Can’t upload videos so y’all will have to settle for an iCloud link that sadly only lasts 30 days:
Not often, as you say. I have to assume that Apple has telemetry on how much certain features are used, at least at some sort of statistical level, and takes that into account when weighing the development and testing cost of keeping a feature around.
These polls won’t be statistically significant, of course, because TidBITS readers are undoubtedly a specific segment of the market. But I just have to know, has anyone ever used Launchpad? :-) (Probably, but I’ve never seen it used in the wild or even heard of anyone using it.)
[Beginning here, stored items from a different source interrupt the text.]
use anyhow::Result;
use chrono::Utc;
use contracts::system::order_fetch::OrderFetchTaskId;
use std::fs::{self, OpenOptions};
use std::io::Write;
use std::path::{Path, PathBuf};

/// Лог выполнения задачи выгрузки: один файл на задачу.
pub struct TaskLogger {
    log_dir: PathBuf,
}

impl TaskLogger {
    pub fn new(base_log_dir: impl AsRef<Path>) -> Self {
        Self {
            log_dir: base_log_dir.as_ref().join("task_logs"),
        }
    }

    pub fn log_file_path(&self, task_id: &OrderFetchTaskId) -> PathBuf {
        self.log_dir.join(format!("{}.log", task_id))
    }

    /// Дописывает строку `[timestamp] message` в лог задачи
    pub fn write_log(&self, task_id: &OrderFetchTaskId, message: &str) -> Result<()> {
        fs::create_dir_all(&self.log_dir)?;
        let mut file = OpenOptions::new()
            .create(true)
            .append(true)
            .open(self.log_file_path(task_id))?;

        let timestamp = Utc::now().format("%Y-%m-%d %H:%M:%S%.3f");
        writeln!(file, "[{}] {}", timestamp, message)?;
        Ok(())
    }

    /// Пишет в лог задачи, ошибки записи только предупреждают
    pub fn log(&self, task_id: &OrderFetchTaskId, message: &str) {
        if let Err(e) = self.write_log(task_id, message) {
            tracing::warn!("Failed to write session log for task {}: {}", task_id, e);
        }
    }

    /// Содержимое лога; `None`, если задача ещё ничего не записала
    pub fn read_log(&self, task_id: &OrderFetchTaskId) -> Result<Option<String>> {
        let path = self.log_file_path(task_id);
        if path.exists() {
            Ok(Some(fs::read_to_string(path)?))
        } else {
            Ok(None)
        }
    }
}

#[cfg(test)]
mod tests {
    use super::*;

    #[test]
    fn appends_timestamped_lines_per_task() {
        let dir = tempfile::tempdir().unwrap();
        let logger = TaskLogger::new(dir.path());
        let id = OrderFetchTaskId::new_v4();

        logger.write_log(&id, "Started").unwrap();
        logger.write_log(&id, "Month 1: 10 orders").unwrap();

        let content = logger.read_log(&id).unwrap().unwrap();
        let lines: Vec<_> = content.lines().collect();
        assert_eq!(lines.len(), 2);
        assert!(lines[0].starts_with('['));
        assert!(lines[0].ends_with("] Started"));
        assert!(lines[1].ends_with("] Month 1: 10 orders"));
        assert!(logger
            .log_file_path(&id)
            .starts_with(dir.path().join("task_logs")));
    }

    #[test]
    fn missing_log_reads_as_none() {
        let dir = tempfile::tempdir().unwrap();
        let logger = TaskLogger::new(dir.path());
        assert!(logger
            .read_log(&OrderFetchTaskId::new_v4())
            .unwrap()
            .is_none());
    }
}
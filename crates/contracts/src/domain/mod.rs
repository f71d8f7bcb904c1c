pub mod a006_connection_mp;
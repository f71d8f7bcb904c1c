use axum::{
    async_trait,
    extract::FromRequestParts,
    http::{request::Parts, StatusCode},
};

/// Заголовок с идентификатором пользователя, который проставляет
/// внешний слой аутентификации
pub const USER_ID_HEADER: &str = "x-user-id";

/// Extractor for the caller's user id
/// Usage in handlers: `async fn handler(CurrentUser(user_id): CurrentUser) -> Response`
#[derive(Debug, Clone, PartialEq, Eq)]
pub struct CurrentUser(pub String);

#[async_trait]
impl<S> FromRequestParts<S> for CurrentUser
where
    S: Send + Sync,
{
    type Rejection = StatusCode;

    async fn from_request_parts(parts: &mut Parts, _state: &S) -> Result<Self, Self::Rejection> {
        parts
            .headers
            .get(USER_ID_HEADER)
            .and_then(|value| value.to_str().ok())
            .map(str::trim)
            .filter(|value| !value.is_empty())
            .map(|value| CurrentUser(value.to_string()))
            .ok_or(StatusCode::UNAUTHORIZED)
    }
}
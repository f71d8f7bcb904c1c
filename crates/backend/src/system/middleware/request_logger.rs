use axum::body::Body;
use axum::http::Request;
use axum::middleware::Next;
use axum::response::Response;

/// Middleware для логирования HTTP запросов: метод, путь, статус, длительность
pub async fn request_logger(req: Request<Body>, next: Next) -> Response {
    let start = std::time::Instant::now();
    let method = req.method().clone();
    let uri = req.uri().clone();

    let response = next.run(req).await;
    let status = response.status();
    let elapsed_ms = start.elapsed().as_millis();

    if status.is_server_error() {
        tracing::error!("{} {} -> {} ({}ms)", method, uri.path(), status.as_u16(), elapsed_ms);
    } else if status.is_client_error() {
        tracing::warn!("{} {} -> {} ({}ms)", method, uri.path(), status.as_u16(), elapsed_ms);
    } else {
        tracing::info!("{} {} -> {} ({}ms)", method, uri.path(), status.as_u16(), elapsed_ms);
    }

    response
}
With somewhere between 100-200 million Macs currently in use, even a small percentage of users can be a fairly big absolute number. Of course, as you suggest, there are real costs to be considered, and there’s also the question of whether Apple sees a feature as being “strategic” or not.
I suspect one important factor in how much new Apple features are used is how much users look for new features, and I would hypothesize that it is related to how quickly we update to new editions of the OS. As someone who uses a Mac as a tool in other work (writing about science and technology) rather than works as a computer developer or consultant, I normally delay upgrading because new version of the OS tend to break things I use, and I prefer to let others find the bugs first. How many of us are late adopters rather than early adopters, and how does that affect how we use new features?
I think you make a very good point. I usually hold off updating for quite a while. By the time I get around to it, nobody is posting about “new features” anymore. I likely forget about many so I never end up checking them out.
I do try to bookmark articles on new features that sound attractive to me so I’ll remember to try them out. I’m sure I’m in the minority there though.
My problem with these new features is how the tech media deals with them. Everyone wants to be “early” on the reporting, so when WWDC rolls around everyone is writing about the new stuff and I get excited. But like others have said, I tend to be cautious about actually upgrading devices as I need to use them for work so it might be 6 months before I’m running an OS that can do the stuff. By then the media coverage has moved on and I forget all about the feature I was dying to try!
Perfect case in point is Sidecar, the ability to use your iPad as a 2nd screen for your Mac. When I first heard of that I thought it sounded awesome – but I didn’t have the new OS or a compatible iPad. Over a year later, I have both… but forgot all about the feature until recently I saw a mention of it and remembered.
I still haven’t even tried it. Now the feature seems old and not so hip and exciting and I’m not in a rush for it.
On the Mac I find this Shortcut makes it even more useful: it gives you the screenshot selection cursor, you select some text in an image on your screen, and it puts the text in your clipboard. So anything that appears on your screen, whether it is selectable text or not, can be copied as text.
I have it set to appear in the Services menu and assigned it the keyboard shortcut of cmd-shift-6 (to follow on from the standard system screenshot shortcuts). It works so well that I forgot it isn’t built in to the system when asking someone recently why they didn’t use cmd-shift-6 to capture some text on their screen
I won’t assert that you’re in the minority, but you’re certainly more organized than I.
I just started doing this. At home, my MBA is connected to a big screen. On the road, I just had the internal screen. Then I remembered Sidecar, looked it up on TidBITS, and tried it. On the road, I wouldn’t be without it (and I have a relatively small iPad, but it makes a big difference). At home, FWIW, I expect never to use it.
Adam, I may be alone in this…. You mentioned Stage Manager. I don’t even know what it is/does. It could be because I am still using High Sierra and the App is for newer OSes. I am giving a suggestion: whatever App you want to poll, state what it is/does. I may actually be using it, but not know the official name. Again, this might not be necessary for others, but just me.